Orally Disintegrating Tablets: Taste Masking Orally Disintegrating Tablet Formulations

A significant part of the global population—particularly geriatric, pediatric, and psychiatric patients—has difficulty swallowing solid oral dosage forms (SODFs). Approximately 40 to 60 percent of adults living in assisted- living facilities and nursing homes are reported to have trouble swallowing^1,2. And each year, approximately 569,000 children, ages three to seven, also have difficulty swallowing³. Others who suffer from drug-induced dysphagia or deglutition disorders face similar difficulties. When developing a new drug product, it is imperative to formulate inclusive, patient-friendly options to enable compliance.

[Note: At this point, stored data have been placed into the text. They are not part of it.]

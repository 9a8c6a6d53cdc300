//! Mapping maintenance on disk: generate, sanitize, review.

use corretagem::mapping::generator::{generate, MappingStores};
use corretagem::mapping::review::review;
use corretagem::mapping::sanitizer::{apply_fixes, TickerSanitizer};
use corretagem::mapping::{normalize_description, MappingFiles, OfflineLookup, TickerLookup};
use corretagem::tickers::{FallbackTable, TickerMapping, TickerResolver};
use std::fs;
use tempfile::TempDir;

struct ItausaLookup;

impl TickerLookup for ItausaLookup {
    fn lookup(&self, company: &str, suffix_digit: Option<u8>) -> Option<String> {
        (company == "ITAUSA").then(|| format!("ITSA{}", suffix_digit.unwrap_or(4)))
    }
}

fn workspace() -> (TempDir, MappingFiles) {
    let dir = TempDir::new().unwrap();
    let files = MappingFiles::beside(dir.path().join("resources").join("tickerMapping.properties"));
    fs::create_dir_all(files.mapping.parent().unwrap()).unwrap();
    fs::write(&files.mapping, "ITAUSA PN N1=ITSA3\nVALE ON NM=VALE3\n").unwrap();
    (dir, files)
}

#[test]
fn generate_then_review_fills_the_mapping() {
    let (_dir, files) = workspace();

    let descriptions = ["1 C VISTA LOCALIZA ON NM", "AMAZON DR", "ABEVA135", "VALE ON NM"]
        .iter()
        .map(|raw| normalize_description(raw))
        .collect::<Vec<_>>();
    let mut stores = MappingStores::load(&files).unwrap();
    let summary = generate(&descriptions, &mut stores, &OfflineLookup);
    stores.persist(&files).unwrap();

    assert_eq!(summary.existing, 1);
    assert_eq!(summary.from_heuristic, 1);
    assert_eq!(summary.options, 1);
    assert_eq!(summary.unmapped, 1);

    let mapping = TickerMapping::load(&files.mapping).unwrap();
    assert_eq!(mapping.get("LOCALIZA ON NM"), Some("LOCA3"));
    assert_eq!(mapping.get("ITAUSA PN N1"), Some("ITSA3"));
    assert!(!mapping.contains("ABEVA135"));

    // Someone fills in the pending line by hand
    let unmapped = fs::read_to_string(&files.unmapped).unwrap();
    fs::write(&files.unmapped, unmapped.replace("AMAZON DR=", "AMAZON DR=amzo34")).unwrap();

    let reviewed = review(&files).unwrap();
    assert_eq!(reviewed.imported, 1);
    assert_eq!(reviewed.pending, 0);

    let mapping = TickerMapping::load(&files.mapping).unwrap();
    assert_eq!(mapping.get("AMAZON DR"), Some("AMZO34"));
    assert!(TickerMapping::load(&files.unmapped).unwrap().is_empty());

    // The extractor picks the new entries up
    let resolver = TickerResolver::new(FallbackTable::default(), Some(&mapping));
    assert_eq!(resolver.resolve(&["AMAZON DR"]).as_deref(), Some("AMZO34"));
}

#[test]
fn sanitize_fix_rewrites_only_changed_lines() {
    let (_dir, files) = workspace();
    let original = "# comentário preservado\nITAUSA PN N1=ITSA3\nVALE ON NM=VALE3\n";
    fs::write(&files.mapping, original).unwrap();

    let mapping = TickerMapping::load(&files.mapping).unwrap();
    let lookup = ItausaLookup;
    let report = TickerSanitizer::new(&lookup).sanitize(&mapping, true);

    assert_eq!(report.checked, 2);
    assert_eq!(report.issue_count(), 1);
    assert_eq!(
        report.fixes.get("ITAUSA PN N1"),
        Some(&("ITSA3".to_string(), "ITSA4".to_string()))
    );

    assert_eq!(apply_fixes(&files.mapping, &report.fixes).unwrap(), 1);
    assert_eq!(
        fs::read_to_string(&files.mapping).unwrap(),
        "# comentário preservado\nITAUSA PN N1=ITSA4\nVALE ON NM=VALE3\n"
    );

    let csv_path = files.mapping.with_file_name("report.csv");
    assert_eq!(report.write_csv(&csv_path).unwrap(), 1);
    let csv = fs::read_to_string(&csv_path).unwrap();
    assert!(csv.starts_with("Descrição,Ticker Atual,Tipo de Problema,Sugestão"));
    assert!(csv.contains("ITAUSA PN N1,ITSA3"));
    assert!(csv.contains("ITSA4"));
}

#[test]
fn offline_sanitize_reports_without_fixing() {
    let (_dir, files) = workspace();
    let mapping = TickerMapping::load(&files.mapping).unwrap();
    let report = TickerSanitizer::new(&OfflineLookup).sanitize(&mapping, true);

    assert_eq!(report.issue_count(), 1);
    assert!(report.fixes.is_empty());
    let csv_path = files.mapping.with_file_name("report.csv");
    report.write_csv(&csv_path).unwrap();
    assert!(fs::read_to_string(&csv_path).unwrap().contains("Revisão Manual"));
}

#[test]
fn description_normalization_is_idempotent() {
    let samples = [
        "1 C VISTA EMBRAER ON NM 100 24,20",
        "RV LISTADO V VISTA VALE ON NM",
        "BOVESPA VISTA C/V ITAUSA PN N1 @",
        "  WEG   ON   NM  ",
        "",
    ];
    for raw in samples {
        let once = normalize_description(raw);
        assert_eq!(normalize_description(&once), once, "{raw:?}");
    }
}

Orally disintegrating tablets 

The ODT is a patient-friendly drug delivery solution that’s quickly rising in popularity because of its ease of administration, accurate dosing, and simple storage requirements. The global ODT market is predicted to expand at a compound annual growth rate of 11.5 percent, from $11.4 billion in 2017 to $27 billion by the end of 2025⁴. 

Unlike other drug delivery systems and conventional immediate-release solid dosage forms, ODTs disintegrate in the mouth within 5 to 30 seconds without chewing or requiring water. ODTs are popular with hospitals and healthcare providers because they yield improved compliance, particularly for patients whose swallowing reflex is compromised, which is estimated to be up to 25 percent of hospitalized patients^5,6. 

ODTs have also been widely supported in the pediatric realm, as the platform combines the administration flexibility of a solid dosage form with the swallowability of a liquid dosage form⁷. In addition to disintegration time, an ODT’s organoleptic properties (taste, aftertaste, and mouthfeel) are critical attributes because they impact patient acceptance and overall medication adherence. Since most APIs are bitter, sour, metallic, or otherwise unpleasant tasting, the API in an ODT must be completely taste masked while the tablet disintegrates, especially since the ODT remains in the mouth longer than other SODFs. 

Taste masking ODTs 

In recent decades, the pharmaceutical industry has invested heavily in new technologies and made great strides its ability to mask unpleasant tastes and odors. As a result, formulators have a broad range of format options and can now develop taste-masked drug products in the form of granules, films, tablets, and more. 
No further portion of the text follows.